**Exercise goal**
Look through the records and copy each line that has "state" in it.
● ● ● ● ●
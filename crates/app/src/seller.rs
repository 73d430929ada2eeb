//! Seller controller
//!
//! Owns a listing wizard and drives it through submission. The service call is the only
//! suspension point; it is bounded by a timeout and can be abandoned by a cancellation future.

use std::{fmt, future::Future, sync::Arc, time::Duration};

use nab_market::listings::{ListingWizard, PreviewRegistry, WizardError};
use thiserror::Error;
use tracing::{info, warn};

use crate::submissions::{ListingUuid, SubmissionError, SubmissionService};

/// Default bound on a single submission.
pub const DEFAULT_SUBMIT_TIMEOUT: Duration = Duration::from_secs(10);

/// Errors submitting a listing.
#[derive(Debug, Error)]
pub enum SubmitError {
    /// The wizard refused to submit.
    #[error(transparent)]
    Wizard(#[from] WizardError),

    /// The service did not answer in time.
    #[error("submission timed out after {0:?}")]
    TimedOut(Duration),

    /// The service refused the listing.
    #[error("submission failed: {0}")]
    Failed(#[source] SubmissionError),

    /// The caller abandoned the submission.
    #[error("submission cancelled")]
    Cancelled,
}

/// Drives a [`ListingWizard`] through submission.
pub struct SellerController {
    wizard: ListingWizard,
    service: Arc<dyn SubmissionService>,
    timeout: Duration,
}

impl fmt::Debug for SellerController {
    fn fmt(&self, f: &mut fmt::Formatter<'_>) -> fmt::Result {
        f.debug_struct("SellerController")
            .field("wizard", &self.wizard)
            .field("timeout", &self.timeout)
            .finish_non_exhaustive()
    }
}

impl SellerController {
    /// Create a controller with a fresh wizard.
    pub fn new(
        previews: Arc<dyn PreviewRegistry>,
        service: Arc<dyn SubmissionService>,
        timeout: Duration,
    ) -> Self {
        Self {
            wizard: ListingWizard::new(previews),
            service,
            timeout,
        }
    }

    /// Wizard state
    pub fn wizard(&self) -> &ListingWizard {
        &self.wizard
    }

    /// Mutable wizard state, for editing and navigation.
    pub fn wizard_mut(&mut self) -> &mut ListingWizard {
        &mut self.wizard
    }

    /// Submit the listing and wait for the outcome.
    ///
    /// # Errors
    ///
    /// See [`SellerController::submit_until`].
    pub async fn submit(&mut self) -> Result<ListingUuid, SubmitError> {
        self.submit_until(std::future::pending::<()>()).await
    }

    /// Submit the listing unless `cancel` completes first.
    ///
    /// On success the wizard starts over with an empty draft. A failure or timeout leaves the
    /// draft on the Review step with the reason recorded; cancelling returns to Review with no
    /// reason.
    ///
    /// # Errors
    ///
    /// Returns an error if the wizard cannot submit, the service fails or times out, or the
    /// submission is cancelled.
    pub async fn submit_until<C>(&mut self, cancel: C) -> Result<ListingUuid, SubmitError>
    where
        C: Future<Output = ()>,
    {
        let listing = self.wizard.begin_submit()?;
        let title = listing.title.clone();

        info!(%title, "submitting listing");

        let outcome = tokio::select! {
            result = tokio::time::timeout(self.timeout, self.service.submit(listing)) => Some(result),
            () = cancel => None,
        };

        match outcome {
            Some(Ok(Ok(uuid))) => {
                self.wizard.complete_submit()?;
                info!(%title, %uuid, "listing published");

                Ok(uuid)
            }
            Some(Ok(Err(source))) => {
                self.wizard.fail_submit(source.to_string())?;
                warn!(%title, error = %source, "listing submission failed");

                Err(SubmitError::Failed(source))
            }
            Some(Err(_elapsed)) => {
                let error = SubmitError::TimedOut(self.timeout);
                self.wizard.fail_submit(error.to_string())?;
                warn!(%title, timeout = ?self.timeout, "listing submission timed out");

                Err(error)
            }
            None => {
                self.wizard.cancel_submit()?;
                info!(%title, "listing submission cancelled");

                Err(SubmitError::Cancelled)
            }
        }
    }
}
● ● ● ● ●
**Result below**
    /// Wizard state
    /// Mutable wizard state, for editing and navigation.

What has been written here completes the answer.